### DIRECTIONS
Only lines containing the word "position" are needed; pull them out of the material.

### DATA IN THIS EXERCISE
//! Mount and destroy
//!
//! Mounting materializes a node as host nodes and attaches them under a
//! parent. Destroying reverses it bottom-up: children first, then listeners,
//! then the host node itself. Both record the outcome on the node: a mounted
//! node owns its host handle, a destroyed one owns nothing.

use crate::error::{ReconcileError, ReconcileResult};
use crate::host::{HostId, HostTree};
use crate::node::{Element, Node, NodeKind};
use crate::patch::Reconciler;

/// Mount `node` under `parent` at child position `index` (`None` appends)
pub fn mount<H>(node: &mut Node, parent: HostId, index: Option<usize>, host: &mut H) -> ReconcileResult<()>
where
    H: HostTree + ?Sized,
{
    Reconciler::new(host).mount(node, parent, index)
}

/// Destroy a mounted node, releasing its host nodes
pub fn destroy<H>(node: &mut Node, host: &mut H) -> ReconcileResult<()>
where
    H: HostTree + ?Sized,
{
    Reconciler::new(host).destroy(node)
}

impl<H: HostTree + ?Sized> Reconciler<'_, H> {
    /// Mount `node` under `parent` at child position `index`.
    ///
    /// A fragment inserts its children one after another starting at
    /// `index`. Mounting a node that already owns a host handle fails with
    /// [`ReconcileError::AlreadyMounted`], a tree deeper than
    /// [`PatchConfig::max_depth`](crate::patch::PatchConfig) with
    /// [`ReconcileError::DepthExceeded`]. A failed mount leaves neither the
    /// host nor `node` holding anything it created.
    pub fn mount(&mut self, node: &mut Node, parent: HostId, index: Option<usize>) -> ReconcileResult<()> {
        if node.is_mounted() {
            return Err(ReconcileError::already_mounted(node.kind()));
        }

        self.descend()?;
        let result = self.mount_node(node, parent, index);
        self.ascend();
        result
    }

    fn mount_node(&mut self, node: &mut Node, parent: HostId, index: Option<usize>) -> ReconcileResult<()> {
        match node {
            Node::Text(text) => {
                let id = self.host.create_text(&text.value);
                self.host.insert(parent, id, index);
                text.host = Some(id);
                self.stats.nodes_mounted += 1;
            }
            Node::Element(elem) => {
                let id = self.host.create_element(&elem.tag);
                elem.host = Some(id);
                self.mount_props(id, elem);
                if let Err(err) = self.mount_children(&mut elem.children, id, None) {
                    // Never inserted, so the host parent is untouched
                    for (event, handler) in elem.listeners.drain(..) {
                        self.host.remove_listener(id, &event, &handler);
                        self.stats.listeners_unbound += 1;
                    }
                    self.host.remove(id);
                    elem.host = None;
                    return Err(err);
                }
                self.host.insert(parent, id, index);
                self.stats.nodes_mounted += 1;
            }
            Node::Fragment(fragment) => {
                fragment.container = Some(parent);
                if let Err(err) = self.mount_children(&mut fragment.children, parent, index) {
                    fragment.container = None;
                    return Err(err);
                }
            }
        }
        Ok(())
    }

    /// Mount `children` consecutively from `index`. On failure the children
    /// mounted so far are destroyed again.
    fn mount_children(&mut self, children: &mut [Node], parent: HostId, index: Option<usize>) -> ReconcileResult<()> {
        let mut offset = 0;
        for i in 0..children.len() {
            if let Err(err) = self.mount(&mut children[i], parent, index.map(|at| at + offset)) {
                for child in &mut children[..i] {
                    self.discard(child);
                }
                return Err(err);
            }
            offset += children[i].host_len();
        }
        Ok(())
    }

    /// Write every declared property of `elem` to the fresh host node `id`
    fn mount_props(&mut self, id: HostId, elem: &mut Element) {
        let key_prop = self.config.key_prop.as_str();
        for (name, value) in &elem.props.attrs {
            if name.as_str() != key_prop && !value.is_absent() {
                self.host.set_attribute(id, name, value);
            }
        }
        for token in elem.props.class.tokens() {
            self.host.add_class(id, token);
        }
        for (name, value) in &elem.props.style {
            self.host.set_style(id, name, value);
        }

        debug_assert!(elem.listeners.is_empty(), "unmounted element with bound listeners");
        for (event, handler) in &elem.props.on {
            self.host.add_listener(id, event, handler);
            self.stats.listeners_bound += 1;
        }
        elem.listeners = elem.props.on.clone();
    }

    /// Destroy a mounted node, children first.
    ///
    /// Fails with [`ReconcileError::NotMounted`] if the node owns no host
    /// handle (fragments: was never mounted).
    pub fn destroy(&mut self, node: &mut Node) -> ReconcileResult<()> {
        match node {
            Node::Text(text) => {
                let id = text.host.take().ok_or_else(|| ReconcileError::not_mounted(NodeKind::Text))?;
                self.host.remove(id);
                self.stats.nodes_destroyed += 1;
            }
            Node::Element(elem) => {
                let id = elem.host.ok_or_else(|| ReconcileError::not_mounted(NodeKind::Element))?;
                for child in elem.children.iter_mut() {
                    self.destroy(child)?;
                }
                for (event, handler) in elem.listeners.drain(..) {
                    self.host.remove_listener(id, &event, &handler);
                    self.stats.listeners_unbound += 1;
                }
                self.host.remove(id);
                elem.host = None;
                self.stats.nodes_destroyed += 1;
            }
            Node::Fragment(fragment) => {
                if fragment.container.is_none() {
                    return Err(ReconcileError::not_mounted(NodeKind::Fragment));
                }
                for child in fragment.children.iter_mut() {
                    self.destroy(child)?;
                }
                fragment.container = None;
            }
        }
        Ok(())
    }

    /// Release whatever part of `node` is mounted, skipping unmounted parts.
    ///
    /// Unlike [`Reconciler::destroy`] this never fails. It cleans up trees
    /// left half-committed by a failed mount or patch.
    pub(crate) fn discard(&mut self, node: &mut Node) {
        match node {
            Node::Text(text) => {
                if let Some(id) = text.host.take() {
                    self.host.remove(id);
                    self.stats.nodes_destroyed += 1;
                }
            }
            Node::Element(elem) => {
                for child in elem.children.iter_mut() {
                    self.discard(child);
                }
                let Some(id) = elem.host.take() else {
                    elem.listeners.clear();
                    return;
                };
                for (event, handler) in elem.listeners.drain(..) {
                    self.host.remove_listener(id, &event, &handler);
                    self.stats.listeners_unbound += 1;
                }
                self.host.remove(id);
                self.stats.nodes_destroyed += 1;
            }
            Node::Fragment(fragment) => {
                for child in fragment.children.iter_mut() {
                    self.discard(child);
                }
                fragment.container = None;
            }
        }
    }
}

// =============================================================================
// Tests
// =============================================================================

#[cfg(test)]
mod tests {
    use super::*;
    use crate::attr::AttrValue;
    use crate::event::Handler;
    use crate::host::{render_html, MemoryHost, Mutation};
    use crate::node::{fragment, h, text};
    use crate::patch::PatchConfig;

    fn nested(levels: usize, leaf: &str) -> Node {
        let mut node: Node = text(leaf).into();
        for _ in 1..levels {
            node = h("div").child(node).into();
        }
        node
    }

    #[test]
    fn test_mount_element() {
        let mut host = MemoryHost::new();
        let root = host.create_root("body");
        let mut node: Node = h("a")
            .with_key("k")
            .attr("href", "/home")
            .attr("hidden", None::<bool>)
            .with_class("nav")
            .style("color", "red")
            .on("click", Handler::new(|_| {}))
            .text("Home")
            .into();

        mount(&mut node, root, None, &mut host).unwrap();

        let id = node.host_id().unwrap();
        assert_eq!(host.children(root), [id]);
        assert_eq!(host.attribute(id, "href"), Some(&AttrValue::from("/home")));
        assert_eq!(host.attribute(id, "key"), None);
        assert_eq!(host.attribute(id, "hidden"), None);
        assert_eq!(host.listener_count(id, "click"), 1);
        assert_eq!(node.as_element().unwrap().listeners.len(), 1);
        assert_eq!(
            render_html(&host, root),
            r#"<body><a class="nav" style="color: red" href="/home">Home</a></body>"#
        );

        // Children are attached before the element is inserted
        let log = host.mutations();
        let insert_self = log.iter().position(|m| matches!(m, Mutation::Insert { child, .. } if *child == id));
        assert_eq!(insert_self, Some(log.len() - 1));
    }

    #[test]
    fn test_mount_fragment_at_index() {
        let mut host = MemoryHost::new();
        let root = host.create_root("body");
        let mut first: Node = text("[").into();
        let mut last: Node = text("]").into();
        mount(&mut first, root, None, &mut host).unwrap();
        mount(&mut last, root, None, &mut host).unwrap();

        let mut frag: Node = fragment([Node::from("a"), fragment(["b", "c"]).into(), Node::from("d")]).into();
        mount(&mut frag, root, Some(1), &mut host).unwrap();

        assert_eq!(host.text_content(root), "[abcd]");
        assert_eq!(frag.as_fragment().unwrap().container, Some(root));
        assert_eq!(frag.first_host(), Some(host.children(root)[1]));
    }

    #[test]
    fn test_mount_twice_is_error() {
        let mut host = MemoryHost::new();
        let root = host.create_root("body");
        let mut node: Node = h("div").into();
        mount(&mut node, root, None, &mut host).unwrap();
        let err = mount(&mut node, root, None, &mut host).unwrap_err();
        assert_eq!(err, ReconcileError::already_mounted(NodeKind::Element));
    }

    #[test]
    fn test_destroy_bottom_up() {
        let mut host = MemoryHost::new();
        let root = host.create_root("body");
        let mut node: Node = h("ul")
            .on("click", Handler::new(|_| {}))
            .child(h("li").text("a"))
            .child(fragment(["b"]))
            .into();
        mount(&mut node, root, None, &mut host).unwrap();
        let ul = node.host_id().unwrap();
        host.clear_mutations();

        destroy(&mut node, &mut host).unwrap();

        assert!(!node.is_mounted());
        assert!(node.children().iter().all(|c| !c.is_mounted()));
        assert!(host.children(root).is_empty());
        assert_eq!(host.live_count(), 1);

        let log = host.take_mutations();
        assert_eq!(log.last(), Some(&Mutation::Remove { node: ul }));
        assert!(log.contains(&Mutation::RemoveListener { node: ul, event: "click".into() }));
        assert_eq!(log.iter().filter(|m| m.is_remove()).count(), 4);
    }

    #[test]
    fn test_destroy_unmounted_is_error() {
        let mut host = MemoryHost::new();
        let mut node: Node = text("x").into();
        let err = destroy(&mut node, &mut host).unwrap_err();
        assert_eq!(err, ReconcileError::not_mounted(NodeKind::Text));

        let mut node: Node = fragment(["x"]).into();
        assert!(destroy(&mut node, &mut host).is_err());
    }

    #[test]
    fn test_depth_limit_applies_to_mount() {
        let config = PatchConfig::default().with_max_depth(4);
        let mut host = MemoryHost::new();
        let root = host.create_root("body");

        // Too deep: refused before anything reaches the host parent
        let mut deep = nested(5, "a");
        let err = Reconciler::with_config(&mut host, config.clone())
            .mount(&mut deep, root, None)
            .unwrap_err();
        assert_eq!(err, ReconcileError::DepthExceeded { depth: 5, limit: 4 });
        assert!(!deep.is_mounted());
        assert!(deep.children().iter().all(|c| !c.is_mounted()));
        assert!(host.children(root).is_empty());
        assert_eq!(host.live_count(), 1);

        // At the limit: mounts, and a re-render of the same shape patches
        let mut tree = nested(4, "a");
        Reconciler::with_config(&mut host, config.clone()).mount(&mut tree, root, None).unwrap();
        let tree = Reconciler::with_config(&mut host, config).patch(tree, nested(4, "b"), root).unwrap();
        assert!(tree.is_mounted());
        assert_eq!(host.text_content(root), "b");
    }

    #[test]
    fn test_failed_fragment_mount_rolls_back() {
        let mut host = MemoryHost::new();
        let root = host.create_root("body");
        let mut first: Node = text("[").into();
        mount(&mut first, root, None, &mut host).unwrap();

        let mut frag: Node = fragment([Node::from("a"), h("p").child(h("b").text("x")).into()]).into();
        let config = PatchConfig::default().with_max_depth(2);
        let err = Reconciler::with_config(&mut host, config)
            .mount(&mut frag, root, None)
            .unwrap_err();

        assert_eq!(err, ReconcileError::DepthExceeded { depth: 3, limit: 2 });
        assert!(!frag.is_mounted());
        assert_eq!(frag.first_host(), None);
        assert_eq!(host.children(root), [first.host_id().unwrap()]);
        assert_eq!(host.live_count(), 2);
    }
}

### WRITTEN SOLUTION
/// Mount `node` under `parent` at child position `index` (`None` appends)
    /// Mount `node` under `parent` at child position `index`.
        let insert_self = log.iter().position(|m| matches!(m, Mutation::Insert { child, .. } if *child == id));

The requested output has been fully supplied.